Gli incontri si sono sempre svolti in tre momenti: una riflessione iniziale che partiva da testi o documenti. Un secondo momento di condivisione esperienziale, del vissuto di singoli e di coppia che arrivasse a toccare la parte più intima di noi stessi, il nostro cuore. Un terzo momento di ascolto meditato della Parola con preghiere e rendimento di lode.
Analisi
Tutti siamo oggetto dell’amore provvidente del Padre, nessuno è escluso dalla comunità di fede e ogni persona nella sua realtà è sacra: per questo ci è sembrato giusto accompagnare queste coppie che cercano la loro felicità, la loro vocazione, nello specifico progetto che Dio ha su di loro.
Da parte dei ragazzi gay l’intendimento era quello approcciare in modo serio e responsabile il loro cammino di coppia che in alcuni casi è sfociato nella Unione Civile ed in altri in un discernimento sulla qualità e intensità della loro relazione.
L’obiettivo di fondo era quello di scoprire cosa significasse uscire dalla solitudine per vivere una relazione d’amore alla scoperta del dono di sé all’altro, fedele e oblativa, aperta agli altri ed inserita nella realizzazione del progetto d’amore pensato dal Padre per loro.
Valutazione
Il primo punto di forza di questo percorso è stato sicuramente l’esperienza vissuta da parte dei ragazzi gay di sentirsi accolti e accompagnati da noi sposi e genitori cristiani, piccolo segno di una comunità accogliente.
Il secondo punto di forza è stato per loro uscire dalla solitudine, potersi confrontare con altri, poter condividere con altri gioie e dolori, fatiche e speranze, sogni e progetti ed in alcuni casi riscoprire la presenza di Gesù nella loro vita di coppia.
Il terzo punto di forza è stata la scoperta per noi genitori, preoccupati della felicità dei nostri figli gay, che anche una profonda relazione d’amore omosessuale, che si nutra di rispetto reciproco e del dono di sè all’altro, che sia fedele, che apra le sue porte a chi è debole e nel bisogno, è una relazione degna di essere vissuta e che nell’incontro con Gesù può trovare luce, speranza, consolazione. Per noi genitori l’Unione Civile non toglie ma aggiunge dignità etica a questa scelta.

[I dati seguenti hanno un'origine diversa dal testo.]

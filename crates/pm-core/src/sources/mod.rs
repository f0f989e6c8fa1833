//! Collaborator stores the engine reads postmortem material from.
//!
//! The engine only ever reads through these traits. Filesystem-backed
//! implementations live in [`fs`], in-memory ones in [`memory`].
//!
//! Record shapes are permissive: improvement items may
//! be plain strings or `{ "issue": ... }` objects, check findings may be a
//! string or any JSON value. A single value where a list is expected reads as
//! a one-element list, and `null` as an empty one.

pub mod fs;
pub mod memory;

use serde::de::{self, DeserializeOwned, Deserializer};
use serde::{Deserialize, Serialize};
use serde_json::Value;
use std::path::PathBuf;
use thiserror::Error;
use tracing::warn;

pub use fs::FsSources;
pub use memory::MemorySources;

/// Errors raised by collaborator stores.
#[derive(Debug, Error)]
pub enum SourceError {
    #[error("I/O error at {path}: {source}")]
    Io {
        path: PathBuf,
        #[source]
        source: std::io::Error,
    },

    #[error("failed to parse {path}: {source}")]
    Json {
        path: PathBuf,
        #[source]
        source: serde_json::Error,
    },

    #[error("{store} store unavailable: {message}")]
    Unavailable {
        store: &'static str,
        message: String,
    },
}

/// The tracked deliverable whose postmortem artifacts are analyzed.
#[derive(Debug, Clone, PartialEq, Eq, Serialize, Deserialize)]
pub struct WorkUnit {
    pub id: String,
    /// Human-readable key used for logging and handoff file matching.
    pub key: String,
}

/// A structured postmortem record.
#[derive(Debug, Clone, Default, PartialEq, Serialize, Deserialize)]
pub struct Retrospective {
    #[serde(
        default,
        alias = "what_needs_improvement",
        alias = "improvementItems",
        deserialize_with = "one_or_many"
    )]
    pub improvement_items: Vec<ImprovementItem>,
}

impl Retrospective {
    /// Coerce any JSON document into a retrospective. An object is read as
    /// the record itself; anything else is taken as the improvement items.
    pub fn from_value(value: Value) -> Self {
        match value {
            Value::Object(_) => serde_json::from_value(value).unwrap_or_else(|e| {
                warn!(error = %e, "unreadable retrospective record, treating as empty");
                Self::default()
            }),
            other => Self {
                improvement_items: list_from_value(other)
                    .into_iter()
                    .map(|v| serde_json::from_value(v.clone()).unwrap_or(ImprovementItem::Other(v)))
                    .collect(),
            },
        }
    }
}

/// One "what needs improvement" entry.
#[derive(Debug, Clone, PartialEq, Serialize, Deserialize)]
#[serde(untagged)]
pub enum ImprovementItem {
    Text(String),
    Issue { issue: String },
    Other(serde_json::Value),
}

impl ImprovementItem {
    /// Best-effort text of the item; `None` when nothing usable remains.
    pub fn to_text(&self) -> Option<String> {
        let text = match self {
            Self::Text(s) | Self::Issue { issue: s } => s.trim().to_string(),
            Self::Other(value) => value_to_text(value)?,
        };
        (!text.is_empty()).then_some(text)
    }
}

/// A free-text artifact produced when responsibility transfers between stages.
#[derive(Debug, Clone, PartialEq, Eq)]
pub struct HandoffDocument {
    pub file_name: String,
    pub content: String,
}

/// The result of an automated verification step that did not pass.
#[derive(Debug, Clone, PartialEq, Serialize, Deserialize)]
pub struct CheckFailure {
    #[serde(default)]
    pub findings: serde_json::Value,
    #[serde(default, alias = "checkerName", alias = "sub_agent_code")]
    pub checker_name: String,
}

impl CheckFailure {
    /// Coerce one JSON value into a failure record; a value that is not a
    /// record becomes the findings of an unnamed checker.
    pub fn from_value(value: Value) -> Self {
        if value.is_object() {
            if let Ok(failure) = serde_json::from_value::<CheckFailure>(value.clone()) {
                return failure;
            }
        }
        Self {
            findings: value,
            checker_name: String::new(),
        }
    }

    /// Coerce a check-failure document: a list of records, a single record,
    /// or `null`.
    pub fn list_from_value(value: Value) -> Vec<Self> {
        list_from_value(value)
            .into_iter()
            .map(Self::from_value)
            .collect()
    }

    /// Findings rendered as text; `None` when the findings are empty.
    pub fn findings_text(&self) -> Option<String> {
        value_to_text(&self.findings)
    }
}

/// `null` is empty, an array is its elements, anything else is one element.
fn list_from_value(value: Value) -> Vec<Value> {
    match value {
        Value::Null => Vec::new(),
        Value::Array(items) => items,
        other => vec![other],
    }
}

fn one_or_many<'de, D, T>(deserializer: D) -> Result<Vec<T>, D::Error>
where
    D: Deserializer<'de>,
    T: DeserializeOwned,
{
    list_from_value(Value::deserialize(deserializer)?)
        .into_iter()
        .map(|item| serde_json::from_value(item).map_err(de::Error::custom))
        .collect()
}

fn value_to_text(value: &serde_json::Value) -> Option<String> {
    use serde_json::Value;
    let text = match value {
        Value::Null => return None,
        Value::String(s) => s.trim().to_string(),
        Value::Array(items) if items.is_empty() => return None,
        Value::Object(map) if map.is_empty() => return None,
        Value::Object(map) => match map.get("issue").and_then(Value::as_str) {
            Some(issue) => issue.trim().to_string(),
            None => value.to_string(),
        },
        other => other.to_string(),
    };
    (!text.is_empty()).then_some(text)
}

/// Resolves work-unit identifiers to their human-readable keys.
pub trait WorkUnitStore: Send + Sync {
    fn get_work_unit(&self, id: &str) -> Result<Option<WorkUnit>, SourceError>;
}

/// Retrospective records, one per work unit.
pub trait RetrospectiveStore: Send + Sync {
    fn get_retrospective(&self, work_unit_id: &str) -> Result<Option<Retrospective>, SourceError>;
}

/// Handoff documents addressable by work-unit key.
pub trait HandoffStore: Send + Sync {
    /// Documents whose file name contains `work_unit_key`, sorted by file name.
    /// A missing document area yields an empty list.
    fn documents_for(&self, work_unit_key: &str) -> Result<Vec<HandoffDocument>, SourceError>;
}

/// Failed automated-check results.
pub trait CheckFailureStore: Send + Sync {
    fn list_failures(&self, work_unit_id: &str) -> Result<Vec<CheckFailure>, SourceError>;
}

/// The four read-only collaborators an analysis consumes.
#[derive(Clone, Copy)]
pub struct Collaborators<'a> {
    pub work_units: &'a dyn WorkUnitStore,
    pub retrospectives: &'a dyn RetrospectiveStore,
    pub handoffs: &'a dyn HandoffStore,
    pub check_failures: &'a dyn CheckFailureStore,
}

impl<'a> Collaborators<'a> {
    /// Use one value that implements every collaborator trait.
    pub fn all<S>(sources: &'a S) -> Self
    where
        S: WorkUnitStore + RetrospectiveStore + HandoffStore + CheckFailureStore,
    {
        Self {
            work_units: sources,
            retrospectives: sources,
            handoffs: sources,
            check_failures: sources,
        }
    }
}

Punto di debolezza è stata la mancanza in questo cammino, di coppie lesbiche e del loro contributo per la scoperta, al femminile, della relazione amorosa nelle coppie omosessuali.
* Sono Michela di 59 anni, già insegnante di scuola materna, prima moglie poi madre e ora anche nonna, sposata da 41 anni con Corrado di 63 anni, medico, abbaimo tre figli, Emanuele, Letizia e Simone e cinque nipoti. Tre anni fa nostro figlio Simone, che è gay, ben sapendo il nostro impegno pastorale e la nostra apertura ed interesse verso i fidanzati e le coppie sposate (và detto infatti che noi negli ultimi 20 anni del nostro matrimonio abbiamo sempre svolto un lavoro pastorale sia nella comunità parrocchiale che a livello diocesano, aperto alla famiglia, sia come animatori dei corsi dei fidanzati che si preparano al matrimonio, sia come animatori dei gruppi di giovani sposi), Simone ci chiese : ”Ma voi cosa fate, non tanto per me, ma per quelli che, come me, vivono relazioni omo-affettive e si sentono soli, magari ostacolati e osteggiati dalle loro famiglie?”.